● **ASSIGNMENT**:
Check every line below for the word "separates" and copy each one that has it.

(Records drawn from a dataset)

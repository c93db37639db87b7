use serde::{Deserialize, Serialize};
use serde_json::{Map, Value};

/// A GeoJSON position. Only the first two ordinates are used; any extra
/// (altitude) is carried through untouched.
pub type Position = Vec<f64>;
pub type Ring = Vec<Position>;
pub type PolygonRings = Vec<Ring>;

#[derive(Debug, Clone, PartialEq, Serialize, Deserialize)]
#[serde(tag = "type")]
pub enum Geometry {
    Polygon { coordinates: PolygonRings },
    MultiPolygon { coordinates: Vec<PolygonRings> },
    /// Points, lines and collections are not drawn.
    #[serde(other)]
    Unsupported,
}

impl Geometry {
    /// Every polygon in the geometry, as ring lists.
    pub fn polygons(&self) -> Vec<&PolygonRings> {
        match self {
            Geometry::Polygon { coordinates } => vec![coordinates],
            Geometry::MultiPolygon { coordinates } => coordinates.iter().collect(),
            Geometry::Unsupported => Vec::new(),
        }
    }
}

#[derive(Debug, Clone, PartialEq, Serialize, Deserialize)]
#[serde(tag = "type", rename = "Feature")]
pub struct Feature {
    pub geometry: Geometry,
    #[serde(default, skip_serializing_if = "Option::is_none")]
    pub properties: Option<Map<String, Value>>,
}

impl Feature {
    pub fn number_property(&self, key: &str) -> Option<f64> {
        self.properties.as_ref()?.get(key)?.as_f64()
    }
}

#[derive(Debug, Clone, PartialEq, Serialize, Deserialize)]
#[serde(tag = "type", rename = "FeatureCollection")]
pub struct FeatureCollection {
    pub features: Vec<Feature>,
    /// Legacy named CRS member; dropped by the ETL.
    #[serde(default, skip_serializing_if = "Option::is_none")]
    pub crs: Option<Value>,
}

pub fn xy(position: &[f64]) -> Option<(f64, f64)> {
    match position {
        [x, y, ..] => Some((*x, *y)),
        _ => None,
    }
}

/// Shoelace signed area; positive for counter-clockwise rings with y up.
pub fn signed_area(ring: &[Position]) -> f64 {
    let points: Vec<(f64, f64)> = ring.iter().filter_map(|p| xy(p)).collect();
    if points.len() < 3 {
        return 0.0;
    }
    let mut twice = 0.0;
    for i in 0..points.len() {
        let (x0, y0) = points[i];
        let (x1, y1) = points[(i + 1) % points.len()];
        twice += x0 * y1 - x1 * y0;
    }
    twice / 2.0
}
//! Separating-axis collision test for convex CCW loops.

use super::point::{bounds, proper_edges, twice_area};
use super::{is_left, Point2};

/// Whether some edge of `a` separates `b` from `a`.
///
/// `a` lies left of each of its own edges, so the edge's line separates the
/// two when every vertex of `b` is right of it or on it. Vertices on the line
/// still separate: contact along a boundary is not an overlap. Zero-length
/// edges from repeated vertices have no line and are skipped.
pub fn separating_axis_exists(a: &[Point2], b: &[Point2]) -> bool {
    let n = a.len();
    proper_edges(a).any(|i| {
        let (origin, end) = (&a[i], &a[(i + 1) % n]);
        b.iter().all(|v| is_left(origin, end, v) <= 0.0)
    })
}

/// Interior overlap test used by `ConvexPolygon::collides`.
pub(crate) fn collides(a: &[Point2], b: &[Point2]) -> bool {
    // Segments, single points and repeated-point loops have no interior.
    if twice_area(a) <= 0.0 || twice_area(b) <= 0.0 {
        return false;
    }
    if !boxes_overlap(a, b) {
        return false;
    }
    !separating_axis_exists(a, b) && !separating_axis_exists(b, a)
}

/// Bounding boxes overlap with positive area. Merely touching boxes cannot
/// hold overlapping interiors.
fn boxes_overlap(a: &[Point2], b: &[Point2]) -> bool {
    match (bounds(a), bounds(b)) {
        (Some((amin, amax)), Some((bmin, bmax))) => {
            amin.x < bmax.x && bmin.x < amax.x && amin.y < bmax.y && bmin.y < amax.y
        }
        _ => false,
    }
}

● **TASK RESULT**:
/// Whether some edge of `a` separates `b` from `a`.
/// `a` lies left of each of its own edges, so the edge's line separates the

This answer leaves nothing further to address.